Légende, Rachel Labastie et Nicolas Delprat, dans l’atelier à Bruxelles, 2024.

Ils se sont rencontrés aux Beaux-Arts de Lyon en 2003 et depuis ne se sont plus quittés. Rachel Labastie et Nicolas Delprat vivent depuis plus de dix ans à Bruxelles. Leurs espaces de travail en sous-sols et un show-room au rez-de-chaussée, les voilà dans leurs ateliers de peinture et de sculpture. Ils travaillent l’un près de l’autre. S’épaulent et se conseillent. Pour oeuvrer au plus proche de leur désir, de leur engagement, de leur nécessité. Et vivent l’art en famille. En 2025, leur actualités (voir en fin de l’article) se croisent et se chevauchent, à la galerie Maubert et au musée de l’Orangerie pour Nicolas, au Transfo-Emmaüs Solidarité pour Rachel, après une superbe exposition commune au musée Keramics à Louvière en Belgique. Interview par Anne Kerner. 

 

 

Anne Kerner : Qu’est-ce qui vous a ouvert les yeux à l’art ?

Rachel Labastie : Je crois que depuis toujours, j’ai une sensibilité très vive à ce que je ressens comme étant la poésie des êtres et des choses. Une sorte de trouble, d’émerveillement, qui me traverse face à la matière, au vivant, à l’art. J’ai besoin de ça. Créer, pour moi, c’est vital. À huit ans, j’ai remporté un prix de poésie. Adolescente, j’ai appris la langue des signes, ce qui m’a ouvert à un rapport plus intuitif, plus corporel au langage. Puis, à 17 ans des étudiants en philosophie ont vu mes peintures et m’ont proposé d’exposer à la faculté de Bayonne. Cette attention envers ce que je créais a été un tournant. Moi qui étais très introvertie, j’ai compris que mon langage pouvait rencontrer l’autre et devenir un chemin de vie. 

Nicolas Delprat : J’étais un adolescent plutôt discret, et l’ endroit où je me sentais vraiment à ma place, c’était en cours d’arts plastiques. Il y a eu une rencontre décisive avec un enseignant, qui a su m’accompagner et m’encourager dans cette voie. À la même époque, j’ai découvert le Carré d’Art à Nîmes. J’y ai vu des expositions de peintures qui m’ont profondément marqué. Ce lieu d’art a été important pour moi. C’est là que j’ai compris que l’art ne serait pas seulement un refuge, mais une trajectoire de vie.

 

A.K. : Comment vos trajectoires artistiques se sont-elles croisées ?
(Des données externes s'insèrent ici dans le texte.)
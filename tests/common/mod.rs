//! Shared test utilities and fixtures.

#![allow(dead_code)]

use std::fs;
use std::path::PathBuf;

use chrono::{NaiveDate, NaiveDateTime};
use tabula::{Record, Segment};

// Re-export canonical fixtures from tabula::testing
pub use tabula::testing::{
    make_complaint, make_driver, sample_aspirants, sample_complaints, sample_drivers,
};

// ============================================================================
// RECORD HELPERS
// ============================================================================

/// The `id` field of each record, in order.
pub fn ids<R: Record>(records: &[R]) -> Vec<String> {
    records
        .iter()
        .map(|r| {
            r.field("id")
                .map(|v| v.display().into_owned())
                .unwrap_or_default()
        })
        .collect()
}

pub fn date(s: &str) -> NaiveDate {
    NaiveDate::parse_from_str(s, "%Y-%m-%d").expect("bad test date")
}

pub fn at(s: &str) -> NaiveDateTime {
    NaiveDateTime::parse_from_str(s, "%Y-%m-%dT%H:%M:%S").expect("bad test instant")
}

/// Render segments with marked runs in brackets: `"Nuevo [León]"`.
pub fn render(segments: &[Segment<'_>]) -> String {
    segments
        .iter()
        .map(|s| {
            if s.matched {
                format!("[{}]", s.text)
            } else {
                s.text.to_string()
            }
        })
        .collect()
}

// ============================================================================
// JSON FIXTURES
// ============================================================================

/// Drivers as a dashboard would send them: flat JSON, dates as ISO text.
pub const DRIVERS_JSON: &str = r#"[
  {"id": "DRV-0001", "nombre": "Roberto", "apellidoPaterno": "Martínez", "apellidoMaterno": "Silva",
   "curp": "MASR880322HNLRLB01", "email": "roberto.martinez@example.com", "telefono": "8112340001",
   "estadoPais": "Nuevo León", "estadoDriver": "Habilitado", "tiendaUltimoPedido": "HEB Cumbres",
   "fechaUltimoPedido": "2024-01-10T23:59:00"},
  {"id": "DRV-0005", "nombre": "Andrea", "apellidoPaterno": "López", "apellidoMaterno": "García",
   "curp": "LOGA900101MDGPRN05", "email": "andrea.lopez@example.com", "telefono": "8112340005",
   "estadoPais": "Durango", "estadoDriver": "Habilitado", "tiendaUltimoPedido": "HEB Valle",
   "fechaUltimoPedido": "2024-01-11T00:00:01"},
  {"id": "DRV-0003", "nombre": "Héctor", "apellidoPaterno": "Romero", "apellidoMaterno": "Díaz",
   "curp": "ROHD850715HCLMZC03", "email": "hector.romero@example.com", "telefono": "8112340003",
   "estadoPais": "Coahuila", "estadoDriver": "Suspendido", "tiendaUltimoPedido": "Mi Tienda",
   "fechaUltimoPedido": "2023-12-20T09:15:00"}
]"#;

/// Write `contents` to `name` inside a fresh temp dir. Keep the dir alive for
/// as long as the path is used.
pub fn write_temp(name: &str, contents: &str) -> (tempfile::TempDir, PathBuf) {
    let dir = tempfile::tempdir().expect("Failed to create temp dir");
    let path = dir.path().join(name);
    fs::write(&path, contents).expect("Failed to write fixture");
    (dir, path)
}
R. L. : Nous étions tous les deux à Lyon en 2003, participant à deux expositions dans un même parcours. Dès les premiers échanges sur l’art, ce fut une évidence. Nous nous sommes très vite installés ensemble. Peu de temps après, nous sommes partis pour un road-movie à travers le Canada et les États-Unis. Pour finir aux chutes du Niagara, Nicolas m’a demandé de partager nos vies. C’était fou et rapide, mais aussi d’une justesse implacable.
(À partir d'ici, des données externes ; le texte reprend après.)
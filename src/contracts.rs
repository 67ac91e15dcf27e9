//! Runtime contracts for the query pipeline.
//!
//! Debug-mode assertions that re-derive each stage's promise independently of
//! the code that made it. These contracts:
//!
//! 1. Are **zero-cost in release builds** (guarded by `cfg!(debug_assertions)`)
//! 2. Provide **early failure detection** during development and in tests
//! 3. Restate the pipeline's **testable properties** in executable form
//!
//! # INVARIANTS (DO NOT REMOVE THESE CHECKS)
//!
//! | Contract Function            | Property                                        |
//! |------------------------------|-------------------------------------------------|
//! | `check_normalized`           | normalization is idempotent, ASCII-only         |
//! | `check_similarity_bounds`    | similarity stays in `[0, 1]`                    |
//! | `check_strategy_consistent`  | the reported rung's test holds when recomputed  |
//! | `check_segments_cover`       | highlight segments concatenate to the original  |
//! | `check_sorted`               | adjacent items respect the comparator           |
//! | `check_page_consistent`      | page count and slice agree with the total       |
//!
//! # Usage
//!
//! ```ignore
//! use tabula::contracts::*;
//!
//! // In debug builds, this panics if the ladder lied about its rung
//! check_strategy_consistent(value, term, &config, &result);
//!
//! // In release builds, this is a no-op
//! ```

use std::cmp::Ordering;

use crate::fuzzy::similarity;
use crate::search::MatchConfig;
use crate::types::{MatchResult, MatchStrategy, Segment};
use crate::util::normalize::normalize;

// ============================================================================
// NORMALIZATION CONTRACTS
// ============================================================================

/// Check that a string is a fixed point of `normalize`.
///
/// # Panics (debug builds only)
/// Panics if `normalize(s) != s` or `s` contains anything outside `[a-z0-9 ]`.
#[inline]
pub fn check_normalized(s: &str) {
    if !cfg!(debug_assertions) {
        return;
    }
    debug_assert!(
        s.bytes()
            .all(|b| b.is_ascii_lowercase() || b.is_ascii_digit() || b == b' '),
        "Contract violation: normalized text '{}' has characters outside [a-z0-9 ]",
        s
    );
    debug_assert_eq!(
        normalize(s),
        s,
        "Contract violation: normalize is not idempotent on '{}'",
        s
    );
}

/// Check that a similarity score is a ratio.
#[inline]
pub fn check_similarity_bounds(score: f64) {
    debug_assert!(
        (0.0..=1.0).contains(&score),
        "Contract violation: similarity {} outside [0, 1]",
        score
    );
}

// ============================================================================
// LADDER CONTRACTS
// ============================================================================

/// Check that the rung a match reports is independently true.
///
/// If the ladder says `Prefix`, then `normalize(value)` must start with
/// `normalize(term)`, and analogously for every other rung. The span, when
/// present, must cover exactly the text the rung compared.
///
/// # Panics (debug builds only)
/// Panics if the recomputed check disagrees with the reported strategy.
#[inline]
pub fn check_strategy_consistent(
    value: &str,
    raw_term: &str,
    config: &MatchConfig,
    result: &MatchResult,
) {
    if !cfg!(debug_assertions) {
        return;
    }
    debug_assert_eq!(
        result.matched,
        result.strategy.is_some(),
        "Contract violation: matched={} but strategy={:?}",
        result.matched,
        result.strategy
    );
    let Some(strategy) = result.strategy else {
        return;
    };

    let term = raw_term.trim();
    let haystack = normalize(value);
    let needle = normalize(term);

    let holds = match strategy {
        MatchStrategy::Empty => term.is_empty(),
        MatchStrategy::Exact => value.contains(term),
        MatchStrategy::Normalized => haystack == needle,
        MatchStrategy::Prefix => haystack.starts_with(&needle),
        MatchStrategy::Suffix => haystack.ends_with(&needle),
        MatchStrategy::Substring => haystack.contains(&needle),
        MatchStrategy::FuzzyWhole => similarity(&haystack, &needle) >= config.fuzzy_threshold,
        MatchStrategy::FuzzyWord => haystack.split(' ').any(|word| {
            word.chars().count() >= config.min_word_len
                && similarity(word, &needle) >= config.fuzzy_threshold
        }),
    };
    debug_assert!(
        holds,
        "Contract violation: strategy {} does not hold for value='{}', term='{}'",
        strategy,
        value,
        term
    );

    if let Some(span) = result.matched_span {
        let source = if strategy == MatchStrategy::Exact {
            value
        } else {
            haystack.as_str()
        };
        debug_assert!(
            span.end <= source.len() && source.is_char_boundary(span.start),
            "Contract violation: span {:?} out of bounds for '{}'",
            span,
            source
        );
    }
}

// ============================================================================
// HIGHLIGHT CONTRACTS
// ============================================================================

/// Check that highlighting neither drops nor invents text.
///
/// # Panics (debug builds only)
/// Panics if the concatenated segments differ from the original.
#[inline]
pub fn check_segments_cover(original: &str, segments: &[Segment<'_>]) {
    if !cfg!(debug_assertions) {
        return;
    }
    let rebuilt: String = segments.iter().map(|s| s.text.as_ref()).collect();
    debug_assert_eq!(
        rebuilt, original,
        "Contract violation: highlight segments do not reproduce the original"
    );
}

// ============================================================================
// SORT AND PAGE CONTRACTS
// ============================================================================

/// Check that a slice is ordered under `cmp`.
#[inline]
pub fn check_sorted<T>(items: &[T], mut cmp: impl FnMut(&T, &T) -> Ordering) {
    if !cfg!(debug_assertions) {
        return;
    }
    for i in 1..items.len() {
        debug_assert!(
            cmp(&items[i - 1], &items[i]) != Ordering::Greater,
            "Contract violation: items[{}] sorts after items[{}]",
            i - 1,
            i
        );
    }
}

/// Check the page arithmetic.
///
/// `total_pages == max(1, ceil(total / page_size))` and the served slice is no
/// larger than a page.
#[inline]
pub fn check_page_consistent(total: usize, page_size: usize, total_pages: usize, served: usize) {
    debug_assert!(
        total_pages >= 1,
        "Contract violation: total_pages must be at least 1"
    );
    if page_size > 0 {
        debug_assert_eq!(
            total_pages,
            total.div_ceil(page_size).max(1),
            "Contract violation: {} pages for {} items of size {}",
            total_pages,
            total,
            page_size
        );
        debug_assert!(
            served <= page_size,
            "Contract violation: served {} items on a page of {}",
            served,
            page_size
        );
    }
}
N.D.  : Il y a eu une évidence, oui. Et depuis, nous avançons ensemble, à la fois dans nos vies et dans nos recherches artistiques, avec ce lien fort entre amour, regard et création.

Légendes, images de gauche à droite, Rachel Labastie, « Sculptures d’argile », « Invisibles fondations », « Clou de fondation », 2026.
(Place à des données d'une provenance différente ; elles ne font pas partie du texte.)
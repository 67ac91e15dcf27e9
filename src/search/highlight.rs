// Copyright 2025-present Harīṣh Tummalachērla
// SPDX-License-Identifier: Apache-2.0

//! Mark the part of a field value that a search term matched.
//!
//! Two paths, in order:
//!
//! 1. **Literal.** Case-insensitive match of the escaped raw term against the
//!    original text. Every occurrence is marked.
//! 2. **Normalized.** When the term only matches after normalization
//!    ("Leon" in "Nuevo León", "masr" in "MASR-88"), find the normalized term
//!    in the normalized text and map that one span back to original byte
//!    offsets through [`normalize_mapped`].
//!
//! If neither path finds a span (a fuzzy match, or no match at all) the text
//! comes back as a single plain segment. Concatenating the segments always
//! reproduces the original text exactly.

use regex::RegexBuilder;

use crate::contracts::check_segments_cover;
use crate::types::Segment;
use crate::util::normalize::{normalize, normalize_mapped};

/// Split `original` into marked and plain segments for `raw_term`.
///
/// Never panics on user input: regex metacharacters in the term are escaped
/// before the pattern is built.
pub fn highlight<'a>(original: &'a str, raw_term: &str) -> Vec<Segment<'a>> {
    let term = raw_term.trim();
    let segments = if term.is_empty() || original.is_empty() {
        vec![Segment::plain(original)]
    } else if let Some(segments) = literal_segments(original, term) {
        segments
    } else if let Some(segments) = normalized_segments(original, term) {
        segments
    } else {
        vec![Segment::plain(original)]
    };
    check_segments_cover(original, &segments);
    segments
}

/// True when any segment is marked.
pub fn has_highlight(segments: &[Segment<'_>]) -> bool {
    segments.iter().any(|s| s.matched)
}

fn literal_segments<'a>(original: &'a str, term: &str) -> Option<Vec<Segment<'a>>> {
    let pattern = RegexBuilder::new(&regex::escape(term))
        .case_insensitive(true)
        .build()
        .ok()?;

    let mut segments = Vec::new();
    let mut cursor = 0;
    for found in pattern.find_iter(original) {
        if found.start() > cursor {
            segments.push(Segment::plain(&original[cursor..found.start()]));
        }
        segments.push(Segment::marked(found.as_str()));
        cursor = found.end();
    }

    if segments.is_empty() {
        return None;
    }
    if cursor < original.len() {
        segments.push(Segment::plain(&original[cursor..]));
    }
    Some(segments)
}

fn normalized_segments<'a>(original: &'a str, term: &str) -> Option<Vec<Segment<'a>>> {
    let needle = normalize(term);
    if needle.is_empty() {
        return None;
    }
    let mapped = normalize_mapped(original);
    let start = mapped.text.find(&needle)?;
    let span = mapped.source_range(start..start + needle.len())?;

    let mut segments = Vec::with_capacity(3);
    if span.start > 0 {
        segments.push(Segment::plain(&original[..span.start]));
    }
    segments.push(Segment::marked(&original[span.clone()]));
    if span.end < original.len() {
        segments.push(Segment::plain(&original[span.end..]));
    }
    Some(segments)
}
A.K. : Vous avez deux pratiques différentes. Comment les définiriez-vous ?

R.L. : Je suis sculptrice. La matière est mon langage. Je choisis mes matériaux avec soin : argile rouge crue, porcelaine, marbre, verre … Chacun porte une mémoire, une histoire. L’argile, surtout, est une matière vivante. Elle garde la trace, elle vibre. L’écriture aussi prend une place croissante dans mon travail. Un texte, après tout, se sculpte lui aussi. Mes œuvres parlent de mémoire, de corps, de contraintes sociales, de transmission, de révolte parfois.

Légendes,  de gauche à droite, Nicolas Delprat, « Lost control 6 », acrylique sur toile, 90×67 cm (x5); « Lost control 7 », 2024, acrylique sur toile, 100 x 100 cm; Vue de l’exposition, « A perte de vue », Galerie Maubert, 2025. 

N.D. : Je dirais que ma pratique est centrée sur la lumière, la perception et la mémoire. Je travaille à partir d’expériences, souvent liées à des lieux, des œuvres ou des sensations qui m’ont marqué. Je ne cherche pas à représenter ces expériences, mais plutôt à en faire surgir une résonance de celle-ci. La peinture, pour moi, c’est un espace de silence, presque méditatif. Je suis très attentif aux matières, aux transparences, aux reflets. La lumière est vraiment au cœur de mon travail — c’est elle qui structure l’espace du tableau, qui lui donne sa vibration. Une série comme James, par exemple, est née d’un souvenir d’une œuvre de James Turrell : ce n’est pas l’œuvre que je peins, mais ce qu’elle a laissé comme souvenir en moi. En fait, je vois la peinture comme un moyen de prolonger une perception, de la faire revivre autrement.

Légende, Nicolas Delprat et Rachel Labastie, 2024.

A.K. : Comment travaillez-vous ensemble ? Quel regard portez-vous sur le travail de l’autre ?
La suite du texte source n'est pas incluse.